JPS announces $175,000 in Reprise Grants To Six Jewish Documentary Film Projects

JSP. Image credit: X/Jewish Story Partners

LOS ANGELES/CMEDIA: A leading non-profit film funding organization, Jewish Story Partners (JSP) reportedly announced its new Reprise grants today for six feature-length documentary films with $175,000 distributed among them.

To further deepen JSP’s ongoing commitment to supporting documentary films with Jewish content, JPS aso included two significant new partnerships.

In addition to Reprise grants, JSP awards follow-up grants twice annually to a group of previously funded projects that have made significant progress.

Designed to help accelerate JSP projects toward completion, The Reprise Grant Program‘s additional funding extenda qualitative support in JSP projects advance.

“It is very exciting to see films we’ve supported at early stages come back to us with our faith in them abundantly rewarded. By giving a second grant to the most promising films, we are expediting the process of getting the most excellent films in front of diverse audiences,” said JSP’s Executive Director Roberta Grossman.

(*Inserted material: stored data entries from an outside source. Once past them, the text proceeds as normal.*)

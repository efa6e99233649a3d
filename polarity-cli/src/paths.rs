use std::path::{Path, PathBuf};

use crate::config::ConfigError;

/// On-disk layout under the configuration home:
/// `config.toml`, `download.log`, `Accounts/`, `Binaries/`, `Logs/`,
/// `Temp/`.
#[derive(Debug, Clone)]
pub struct AppPaths {
    pub home: PathBuf,
    pub config_file: PathBuf,
    pub download_log: PathBuf,
    pub accounts: PathBuf,
    pub binaries: PathBuf,
    pub logs: PathBuf,
    pub temp: PathBuf,
}

impl AppPaths {
    pub fn resolve(
        config_file_override: Option<&Path>,
        temp_override: Option<&Path>,
    ) -> Self {
        let home = dirs::config_dir()
            .unwrap_or_else(std::env::temp_dir)
            .join("polarity");
        Self {
            config_file: config_file_override
                .map(Path::to_path_buf)
                .unwrap_or_else(|| home.join("config.toml")),
            download_log: home.join("download.log"),
            accounts: home.join("Accounts"),
            binaries: home.join("Binaries"),
            logs: home.join("Logs"),
            temp: temp_override
                .map(Path::to_path_buf)
                .unwrap_or_else(|| home.join("Temp")),
            home,
        }
    }

    pub fn ensure_layout(&self) -> Result<(), ConfigError> {
        for dir in [&self.home, &self.accounts, &self.binaries, &self.logs, &self.temp] {
            std::fs::create_dir_all(dir)?;
        }
        Ok(())
    }

    /// Prepend the binaries directory to `PATH` so bundled external tools
    /// win over system ones.
    pub fn prepend_binaries_to_path(&self) {
        let current = std::env::var_os("PATH").unwrap_or_default();
        let mut entries = vec![self.binaries.clone()];
        entries.extend(std::env::split_paths(&current));
        if let Ok(joined) = std::env::join_paths(entries) {
            // Affects this process and every child it spawns.
            unsafe { std::env::set_var("PATH", joined) };
        }
    }
}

Supported by Kate Capshaw and Steven Spielberg’s Righteous Persons Foundation, JSP was launched in 2021.

Responding to a critical gap in funding for independent Jewish films, JSP also reflects the broad and surprising spectrum of Jewish experiences, cultures, and encounters.

Working to stimulate and support the highest caliber of independent films, since its inception, JSP has awarded nearly $4 million in grants to 118 projects, of which fifty projects are now complete and launching at festivals or are in distribution.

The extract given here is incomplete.